Dans cette projection à 2050, la région Hauts-de-France pourrait ainsi tirer son épingle du jeu et occuper une place importante dans l’économie de demain, pressent Serge Zaka, à condition de changer les pratiques et d’anticiper dès maintenant.
Pas de solutions à + 4°C
« On a les moyens de mettre en place des stratégies d’adaptation jusqu’en 2050, mais les choses se compliquent après, c’est l’incertitude », alerte l’agroclimatologue.
La Tracc projette en effet une hausse des températures de + 4°C en 2100 par rapport à l’ère préindustrielle.

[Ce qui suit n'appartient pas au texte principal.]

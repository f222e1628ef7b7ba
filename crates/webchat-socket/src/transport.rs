use std::future::Future;

use futures_util::{SinkExt, StreamExt};
use thiserror::Error;
use tokio::net::TcpStream;
use tokio_tungstenite::{
    MaybeTlsStream, WebSocketStream, connect_async, tungstenite::Message,
};
use tracing::trace;

/// Errors surfaced by the raw transport.
#[derive(Debug, Error, Clone, PartialEq, Eq)]
pub enum TransportError {
    #[error("transport connect failed: {0}")]
    Connect(String),
    #[error("transport send failed: {0}")]
    Send(String),
    #[error("transport receive failed: {0}")]
    Recv(String),
    #[error("transport is closed")]
    Closed,
}

/// One open bidirectional text-frame connection.
pub trait Connection: Send + 'static {
    fn send(&mut self, text: String) -> impl Future<Output = Result<(), TransportError>> + Send;

    /// Next text frame. `None` means the peer closed the connection.
    fn recv(&mut self) -> impl Future<Output = Option<Result<String, TransportError>>> + Send;

    fn close(&mut self) -> impl Future<Output = ()> + Send;
}

/// Factory for connections; mocked in engine tests.
pub trait Transport: Send + Sync + 'static {
    type Conn: Connection;

    fn connect(
        &self,
        url: &str,
    ) -> impl Future<Output = Result<Self::Conn, TransportError>> + Send;
}

/// Production WebSocket transport.
#[derive(Debug, Clone, Copy, Default)]
pub struct WsTransport;

pub struct WsConnection {
    inner: WebSocketStream<MaybeTlsStream<TcpStream>>,
}

impl Connection for WsConnection {
    async fn send(&mut self, text: String) -> Result<(), TransportError> {
        self.inner
            .send(Message::Text(text))
            .await
            .map_err(|err| TransportError::Send(err.to_string()))
    }

    async fn recv(&mut self) -> Option<Result<String, TransportError>> {
        loop {
            match self.inner.next().await? {
                Ok(Message::Text(text)) => return Some(Ok(text)),
                Ok(Message::Close(_)) => return None,
                Ok(other) => {
                    // Binary and ping/pong control frames are not part of
                    // the protocol; the library answers pings on its own.
                    trace!(kind = ?other, "ignoring non-text frame");
                }
                Err(err) => return Some(Err(TransportError::Recv(err.to_string()))),
            }
        }
    }

    async fn close(&mut self) {
        let _ = self.inner.close(None).await;
    }
}

impl Transport for WsTransport {
    type Conn = WsConnection;

    async fn connect(&self, url: &str) -> Result<WsConnection, TransportError> {
        let (stream, _response) = connect_async(url)
            .await
            .map_err(|err| TransportError::Connect(err.to_string()))?;
        Ok(WsConnection { inner: stream })
    }
}
//! Runtime layer of the webchat client.
//!
//! Wires the connection engine, session engine, and streaming message
//! processor into the single aggregated state view, and exposes the
//! consumer-facing [`WebchatClient`] API on top of the event bus.

/// Consumer-facing client and state aggregation.
pub mod client;
/// Streaming message processor task.
pub mod processor;
/// Session identity, freshness, and conversation persistence.
pub mod session;
/// Single-shot timer resources.
pub mod timer;

pub use client::WebchatClient;
pub use processor::{IndicatorKind, Processor, ProcessorOutput};
pub use session::{SessionEngine, generate_session_id, is_valid_session_id};
pub use timer::Timer;
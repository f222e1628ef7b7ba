//! Transport layer for the webchat client.
//!
//! Defines the [`Transport`] contract with the production WebSocket
//! implementation, and the [`ConnectionEngine`] that drives registration,
//! keep-alive, reconnection, and inbound frame dispatch over it.

/// Async connection engine.
pub mod engine;
/// Transport contract and WebSocket implementation.
pub mod transport;

pub use engine::{ConnectionEngine, EngineEvent, RegistrationData};
pub use transport::{Connection, Transport, TransportError, WsTransport};
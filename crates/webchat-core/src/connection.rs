use crate::{error::WebchatError, types::ConnectionStatus};

/// Substrings in server error frames that invalidate the registration.
const REGISTRATION_RESET_MARKERS: [&str; 2] = ["unable to register", "already exists"];

/// Outcome of a transport close.
#[derive(Debug, Clone, Copy, PartialEq, Eq)]
pub enum CloseOutcome {
    /// Schedule a reconnect; `attempt` is the number of attempts already
    /// consumed.
    Reconnect { attempt: u32 },
    /// Stay down; no reconnect is eligible.
    Disconnected,
}

/// Deterministic connection lifecycle transition guard.
///
/// Owns the reconnect eligibility rules and the at-most-once registration
/// bookkeeping; the async engine drives it and performs the I/O.
#[derive(Debug, Clone)]
pub struct ConnectionStateMachine {
    status: ConnectionStatus,
    reconnect_attempts: u32,
    is_registered: bool,
    auto_reconnect: bool,
    max_reconnect_attempts: u32,
    in_reconnect_cycle: bool,
}

impl ConnectionStateMachine {
    pub fn new(auto_reconnect: bool, max_reconnect_attempts: u32) -> Self {
        Self {
            status: ConnectionStatus::Disconnected,
            reconnect_attempts: 0,
            is_registered: false,
            auto_reconnect,
            max_reconnect_attempts,
            in_reconnect_cycle: false,
        }
    }

    pub fn status(&self) -> ConnectionStatus {
        self.status
    }

    pub fn reconnect_attempts(&self) -> u32 {
        self.reconnect_attempts
    }

    pub fn is_registered(&self) -> bool {
        self.is_registered
    }

    /// Begin connecting from an idle state.
    pub fn on_connect_requested(&mut self) -> Result<(), WebchatError> {
        match self.status {
            ConnectionStatus::Disconnected | ConnectionStatus::Error => {
                self.status = ConnectionStatus::Connecting;
                self.reconnect_attempts = 0;
                self.in_reconnect_cycle = false;
                Ok(())
            }
            current => Err(WebchatError::invalid_state(current, "connect")),
        }
    }

    /// The server sent `ready_for_message`; the handshake is complete.
    ///
    /// Returns whether a transition happened (a stray `ready_for_message`
    /// outside of connecting is ignored).
    pub fn on_handshake_complete(&mut self) -> bool {
        if self.status != ConnectionStatus::Connecting {
            return false;
        }
        self.status = ConnectionStatus::Connected;
        self.reconnect_attempts = 0;
        self.in_reconnect_cycle = false;
        true
    }

    /// The transport closed; decide whether a reconnect is eligible.
    pub fn on_transport_closed(&mut self) -> CloseOutcome {
        self.is_registered = false;

        let eligible = self.auto_reconnect
            && (self.status == ConnectionStatus::Connected || self.in_reconnect_cycle);

        if eligible && self.reconnect_attempts < self.max_reconnect_attempts {
            self.status = ConnectionStatus::Reconnecting;
            self.in_reconnect_cycle = true;
            CloseOutcome::Reconnect {
                attempt: self.reconnect_attempts,
            }
        } else {
            self.status = ConnectionStatus::Disconnected;
            self.in_reconnect_cycle = false;
            CloseOutcome::Disconnected
        }
    }

    /// The backoff delay elapsed; move back into connecting.
    pub fn on_reconnect_delay_elapsed(&mut self) {
        if self.status == ConnectionStatus::Reconnecting {
            self.reconnect_attempts = self.reconnect_attempts.saturating_add(1);
            self.status = ConnectionStatus::Connecting;
        }
    }

    /// Explicit disconnect. When `permanent`, auto-reconnect is forced off
    /// for the rest of this instance's life.
    pub fn on_disconnect(&mut self, permanent: bool) {
        if permanent {
            self.auto_reconnect = false;
        }
        self.status = ConnectionStatus::Disconnected;
        self.in_reconnect_cycle = false;
        self.is_registered = false;
    }

    /// A fatal, non-reconnectable failure.
    pub fn on_fatal(&mut self) {
        self.status = ConnectionStatus::Error;
        self.in_reconnect_cycle = false;
        self.is_registered = false;
    }

    /// Claim the one registration send allowed per open socket. Returns
    /// false when registration was already sent on this socket.
    pub fn claim_registration(&mut self) -> bool {
        if self.is_registered {
            return false;
        }
        self.is_registered = true;
        true
    }

    /// Force a fresh registration on the next opportunity.
    pub fn reset_registration(&mut self) {
        self.is_registered = false;
    }

    /// Whether a server error frame's text invalidates the registration.
    pub fn error_resets_registration(text: &str) -> bool {
        REGISTRATION_RESET_MARKERS
            .iter()
            .any(|marker| text.contains(marker))
    }
}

Dans un rapport publié en mars 2025, Météo France note que des températures supérieures à 40 °C pourront se produire tous les ans et des records de chaleur pourraient atteindre localement jusqu’à 50 °C. Il faut s’attendre à 10 fois plus de jours de vague de chaleur à l’horizon 2100.
« On n’a pas de solutions scientifiques pour une telle augmentation des températures. Si rien n’est fait, on sera dans une impasse, et on n’est pas à l’abri d’une déprise agricole dans le sud de la France. On ne va pas mourir de faim non plus, d’autres pays prendront la relève, mais la France perdra sa puissance alimentaire sur la scène mondiale. »
Pour empêcher cette situation, la « seule véritable solution, c’est d’éviter d’atteindre ces + 4°C », assène Serge Zaka. Et donc d’éviter à tout prix les émissions des gaz à effet de serre.